■ Assignment
Using the data below, copy out all lines with the word "expect".

Stored data:
------------
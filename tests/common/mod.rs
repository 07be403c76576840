use std::sync::Arc;
use tempfile::TempDir;

use chathist::config::HistoryConfig;
use chathist::history::{ActiveConversation, HistoryController};
use chathist::storage::{ConversationRecord, RecordStore, SledRecordStore, SledSnapshotCache};

#[allow(dead_code)]
pub fn create_temp_store() -> (SledRecordStore, TempDir) {
    let tmp = TempDir::new().expect("failed to create tempdir");
    let db_path = tmp.path().join("history.db");
    let store = SledRecordStore::open(db_path).expect("failed to open sled store with path");
    (store, tmp)
}

#[allow(dead_code)]
pub fn controller_over(
    store: &SledRecordStore,
    active: ActiveConversation,
) -> (HistoryController, SledSnapshotCache) {
    let cache = store.snapshot_cache().expect("failed to open snapshot tree");
    let controller = HistoryController::new(
        Some(Arc::new(store.clone()) as Arc<dyn RecordStore>),
        Arc::new(cache.clone()),
        active,
        HistoryConfig::default(),
    );
    (controller, cache)
}

#[allow(dead_code)]
pub fn listable(description: &str) -> ConversationRecord {
    ConversationRecord::new(
        Some(description.to_string()),
        vec![serde_json::json!({"role": "user", "content": description})],
    )
}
------------
■ Output of the exercise
    let tmp = TempDir::new().expect("failed to create tempdir");
    let store = SledRecordStore::open(db_path).expect("failed to open sled store with path");
    let cache = store.snapshot_cache().expect("failed to open snapshot tree");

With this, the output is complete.